DATA SHOWN START
//! # Cadenza Common Library
//!
//! Shared code for the Cadenza library services:
//! - Error type and result alias
//! - Configuration loading (TOML + environment)
//! - Database initialization and schema
//! - Library event types and the EventBus

pub mod config;
pub mod db;
pub mod error;
pub mod events;

pub use error::{Error, Result};
//! Per-user library links, ratings and audio access

use crate::db::{genres, library, songs};
use crate::models::{LibraryFilter, LibrarySong, LibrarySort, Song, SongId, UserId};
use crate::services::blob_store::{BlobReader, BlobStore};
use crate::utils::{retry_on_lock, DEFAULT_MAX_LOCK_WAIT_MS};
use cadenza_common::{Error, Result};
use sqlx::SqlitePool;
use std::sync::Arc;

pub struct LibraryLinker {
    pool: SqlitePool,
    blobs: Arc<dyn BlobStore>,
}

impl LibraryLinker {
    pub fn new(pool: SqlitePool, blobs: Arc<dyn BlobStore>) -> Self {
        Self { pool, blobs }
    }

    /// Link a song to a user; an existing link is left as is
    pub async fn add_user_song(&self, user_id: UserId, song_id: SongId) -> Result<()> {
        retry_on_lock("add_user_song", DEFAULT_MAX_LOCK_WAIT_MS, || {
            library::add_user_song(&self.pool, user_id, song_id)
        })
        .await
    }

    /// Set the user's rating; range checks belong to the caller
    pub async fn rate_song(&self, user_id: UserId, song_id: SongId, rating: i64) -> Result<()> {
        library::rate_song(&self.pool, user_id, song_id, rating).await
    }

    pub async fn remove_user_song(&self, user_id: UserId, song_id: SongId) -> Result<()> {
        if library::remove_user_song(&self.pool, user_id, song_id).await? {
            tracing::debug!(user_id, song_id, "Unlinked song");
        }
        Ok(())
    }

    pub async fn library_songs(
        &self,
        user_id: UserId,
        filter: &LibraryFilter,
        sort: LibrarySort,
    ) -> Result<Vec<LibrarySong>> {
        library::library_songs(&self.pool, user_id, filter, sort).await
    }

    /// Reassign a song's genre, creating the catalog entry if needed
    pub async fn set_song_genre(&self, user_id: UserId, song_id: SongId, genre: &str) -> Result<()> {
        let genre = genre.trim();
        if genre.is_empty() {
            return Err(Error::InvalidInput("Genre name must not be empty".to_string()));
        }
        if !library::user_has_song(&self.pool, user_id, song_id).await? {
            return Err(Error::NotFound(format!("Song {} in library of user {}", song_id, user_id)));
        }

        let genre_id = genres::find_or_create_genre(&self.pool, genre).await?;
        songs::set_song_genre(&self.pool, song_id, genre_id).await?;

        tracing::info!(user_id, song_id, genre, "Song genre updated");
        Ok(())
    }

    /// Song metadata plus a seekable reader over its audio
    pub async fn open_song(&self, user_id: UserId, song_id: SongId) -> Result<(Song, Box<dyn BlobReader>)> {
        if !library::user_has_song(&self.pool, user_id, song_id).await? {
            return Err(Error::NotFound(format!("Song {} in library of user {}", song_id, user_id)));
        }

        let song = songs::load_song(&self.pool, song_id)
            .await?
            .ok_or_else(|| Error::NotFound(format!("Song {}", song_id)))?;
        let reader = self.blobs.get(&song.blob_key).await?;

        Ok((song, reader))
    }
}

#[cfg(test)]
mod tests {
    use super::*;
    use crate::models::{SortField, SortOrder};
    use crate::services::blob_store::FsBlobStore;
    use cadenza_common::db::init_memory_database;
    use tokio::io::AsyncReadExt;

    async fn seed_song(pool: &SqlitePool, hash: &str, blob_key: &str) -> SongId {
        sqlx::query_scalar(
            "INSERT INTO songs (content_hash, blob_key, title, modified_at) VALUES (?, ?, ?, datetime('now')) RETURNING id",
        )
        .bind(hash)
        .bind(blob_key)
        .bind(hash)
        .fetch_one(pool)
        .await
        .unwrap()
    }

    #[tokio::test]
    async fn test_link_is_idempotent_and_keeps_rating() {
        let pool = init_memory_database().await.unwrap();
        let dir = tempfile::tempdir().unwrap();
        let song = seed_song(&pool, "aa11", "aa11.mp3").await;
        let linker = LibraryLinker::new(pool.clone(), Arc::new(FsBlobStore::new(dir.path())));

        linker.add_user_song(7, song).await.unwrap();
        linker.rate_song(7, song, 4).await.unwrap();
        linker.add_user_song(7, song).await.unwrap();

        let listed = linker
            .library_songs(7, &LibraryFilter::default(), LibrarySort::default())
            .await
            .unwrap();
        assert_eq!(listed.len(), 1);
        assert_eq!(listed[0].rating, Some(4));

        linker.remove_user_song(7, song).await.unwrap();
        linker.remove_user_song(7, song).await.unwrap();
        let listed = linker
            .library_songs(7, &LibraryFilter::default(), LibrarySort { field: SortField::Rating, order: SortOrder::Desc })
            .await
            .unwrap();
        assert!(listed.is_empty());
    }

    #[tokio::test]
    async fn test_set_genre_requires_ownership() {
        let pool = init_memory_database().await.unwrap();
        let dir = tempfile::tempdir().unwrap();
        let song = seed_song(&pool, "bb22", "bb22.mp3").await;
        let linker = LibraryLinker::new(pool.clone(), Arc::new(FsBlobStore::new(dir.path())));

        assert!(matches!(
            linker.set_song_genre(1, song, "Jazz").await,
            Err(Error::NotFound(_))
        ));

        linker.add_user_song(1, song).await.unwrap();
        linker.set_song_genre(1, song, "Jazz").await.unwrap();

        let listed = linker
            .library_songs(1, &LibraryFilter::default(), LibrarySort::default())
            .await
            .unwrap();
        assert_eq!(listed[0].genre.as_deref(), Some("Jazz"));
    }

    #[tokio::test]
    async fn test_open_song_streams_blob() {
        let pool = init_memory_database().await.unwrap();
        let dir = tempfile::tempdir().unwrap();
        let store = FsBlobStore::new(dir.path());
        let mut content: &[u8] = b"riff";
        store.put("cc33.wav", &mut content, 4, "audio/wav").await.unwrap();

        let song = seed_song(&pool, "cc33", "cc33.wav").await;
        let linker = LibraryLinker::new(pool.clone(), Arc::new(store));
        linker.add_user_song(2, song).await.unwrap();

        let (meta, mut reader) = linker.open_song(2, song).await.unwrap();
        let mut bytes = Vec::new();
        reader.read_to_end(&mut bytes).await.unwrap();

        assert_eq!(meta.blob_key, "cc33.wav");
        assert_eq!(bytes, b"riff");
        assert!(matches!(linker.open_song(3, song).await, Err(Error::NotFound(_))));
    }
}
DATA SHOWN END
_ASSIGNMENT:_
Repeat each record verbatim.

_PROBLEM SOLUTION:_
//! # Cadenza Common Library
//!
//! Shared code for the Cadenza library services:
//! - Error type and result alias
//! - Configuration loading (TOML + environment)
//! - Database initialization and schema
//! - Library event types and the EventBus

pub mod config;
pub mod db;
pub mod error;
pub mod events;

pub use error::{Error, Result};
//! Per-user library links, ratings and audio access

use crate::db::{genres, library, songs};
use crate::models::{LibraryFilter, LibrarySong, LibrarySort, Song, SongId, UserId};
use crate::services::blob_store::{BlobReader, BlobStore};
use crate::utils::{retry_on_lock, DEFAULT_MAX_LOCK_WAIT_MS};
use cadenza_common::{Error, Result};
use sqlx::SqlitePool;
use std::sync::Arc;

pub struct LibraryLinker {
    pool: SqlitePool,
    blobs: Arc<dyn BlobStore>,
}

impl LibraryLinker {
    pub fn new(pool: SqlitePool, blobs: Arc<dyn BlobStore>) -> Self {
        Self { pool, blobs }
    }

    /// Link a song to a user; an existing link is left as is
    pub async fn add_user_song(&self, user_id: UserId, song_id: SongId) -> Result<()> {
        retry_on_lock("add_user_song", DEFAULT_MAX_LOCK_WAIT_MS, || {
            library::add_user_song(&self.pool, user_id, song_id)
        })
        .await
    }

    /// Set the user's rating; range checks belong to the caller
    pub async fn rate_song(&self, user_id: UserId, song_id: SongId, rating: i64) -> Result<()> {
        library::rate_song(&self.pool, user_id, song_id, rating).await
    }

    pub async fn remove_user_song(&self, user_id: UserId, song_id: SongId) -> Result<()> {
        if library::remove_user_song(&self.pool, user_id, song_id).await? {
            tracing::debug!(user_id, song_id, "Unlinked song");
        }
        Ok(())
    }

    pub async fn library_songs(
        &self,
        user_id: UserId,
        filter: &LibraryFilter,
        sort: LibrarySort,
    ) -> Result<Vec<LibrarySong>> {
        library::library_songs(&self.pool, user_id, filter, sort).await
    }

    /// Reassign a song's genre, creating the catalog entry if needed
    pub async fn set_song_genre(&self, user_id: UserId, song_id: SongId, genre: &str) -> Result<()> {
        let genre = genre.trim();
        if genre.is_empty() {
            return Err(Error::InvalidInput("Genre name must not be empty".to_string()));
        }
        if !library::user_has_song(&self.pool, user_id, song_id).await? {
            return Err(Error::NotFound(format!("Song {} in library of user {}", song_id, user_id)));
        }

        let genre_id = genres::find_or_create_genre(&self.pool, genre).await?;
        songs::set_song_genre(&self.pool, song_id, genre_id).await?;

        tracing::info!(user_id, song_id, genre, "Song genre updated");
        Ok(())
    }

    /// Song metadata plus a seekable reader over its audio
    pub async fn open_song(&self, user_id: UserId, song_id: SongId) -> Result<(Song, Box<dyn BlobReader>)> {
        if !library::user_has_song(&self.pool, user_id, song_id).await? {
            return Err(Error::NotFound(format!("Song {} in library of user {}", song_id, user_id)));
        }

        let song = songs::load_song(&self.pool, song_id)
            .await?
            .ok_or_else(|| Error::NotFound(format!("Song {}", song_id)))?;
        let reader = self.blobs.get(&song.blob_key).await?;

        Ok((song, reader))
    }
}

#[cfg(test)]
mod tests {
    use super::*;
    use crate::models::{SortField, SortOrder};
    use crate::services::blob_store::FsBlobStore;
    use cadenza_common::db::init_memory_database;
    use tokio::io::AsyncReadExt;

    async fn seed_song(pool: &SqlitePool, hash: &str, blob_key: &str) -> SongId {
        sqlx::query_scalar(
            "INSERT INTO songs (content_hash, blob_key, title, modified_at) VALUES (?, ?, ?, datetime('now')) RETURNING id",
        )
        .bind(hash)
        .bind(blob_key)
        .bind(hash)
        .fetch_one(pool)
        .await
        .unwrap()
    }

    #[tokio::test]
    async fn test_link_is_idempotent_and_keeps_rating() {
        let pool = init_memory_database().await.unwrap();
        let dir = tempfile::tempdir().unwrap();
        let song = seed_song(&pool, "aa11", "aa11.mp3").await;
        let linker = LibraryLinker::new(pool.clone(), Arc::new(FsBlobStore::new(dir.path())));

        linker.add_user_song(7, song).await.unwrap();
        linker.rate_song(7, song, 4).await.unwrap();
        linker.add_user_song(7, song).await.unwrap();

        let listed = linker
            .library_songs(7, &LibraryFilter::default(), LibrarySort::default())
            .await
            .unwrap();
        assert_eq!(listed.len(), 1);
        assert_eq!(listed[0].rating, Some(4));

        linker.remove_user_song(7, song).await.unwrap();
        linker.remove_user_song(7, song).await.unwrap();
        let listed = linker
            .library_songs(7, &LibraryFilter::default(), LibrarySort { field: SortField::Rating, order: SortOrder::Desc })
            .await
            .unwrap();
        assert!(listed.is_empty());
    }

    #[tokio::test]
    async fn test_set_genre_requires_ownership() {
        let pool = init_memory_database().await.unwrap();
        let dir = tempfile::tempdir().unwrap();
        let song = seed_song(&pool, "bb22", "bb22.mp3").await;
        let linker = LibraryLinker::new(pool.clone(), Arc::new(FsBlobStore::new(dir.path())));

        assert!(matches!(
            linker.set_song_genre(1, song, "Jazz").await,
            Err(Error::NotFound(_))
        ));

        linker.add_user_song(1, song).await.unwrap();
        linker.set_song_genre(1, song, "Jazz").await.unwrap();

        let listed = linker
            .library_songs(1, &LibraryFilter::default(), LibrarySort::default())
            .await
            .unwrap();
        assert_eq!(listed[0].genre.as_deref(), Some("Jazz"));
    }

    #[tokio::test]
    async fn test_open_song_streams_blob() {
        let pool = init_memory_database().await.unwrap();
        let dir = tempfile::tempdir().unwrap();
        let store = FsBlobStore::new(dir.path());
        let mut content: &[u8] = b"riff";
        store.put("cc33.wav", &mut content, 4, "audio/wav").await.unwrap();

        let song = seed_song(&pool, "cc33", "cc33.wav").await;
        let linker = LibraryLinker::new(pool.clone(), Arc::new(store));
        linker.add_user_song(2, song).await.unwrap();

        let (meta, mut reader) = linker.open_song(2, song).await.unwrap();
        let mut bytes = Vec::new();
        reader.read_to_end(&mut bytes).await.unwrap();

        assert_eq!(meta.blob_key, "cc33.wav");
        assert_eq!(bytes, b"riff");
        assert!(matches!(linker.open_song(3, song).await, Err(Error::NotFound(_))));
    }
}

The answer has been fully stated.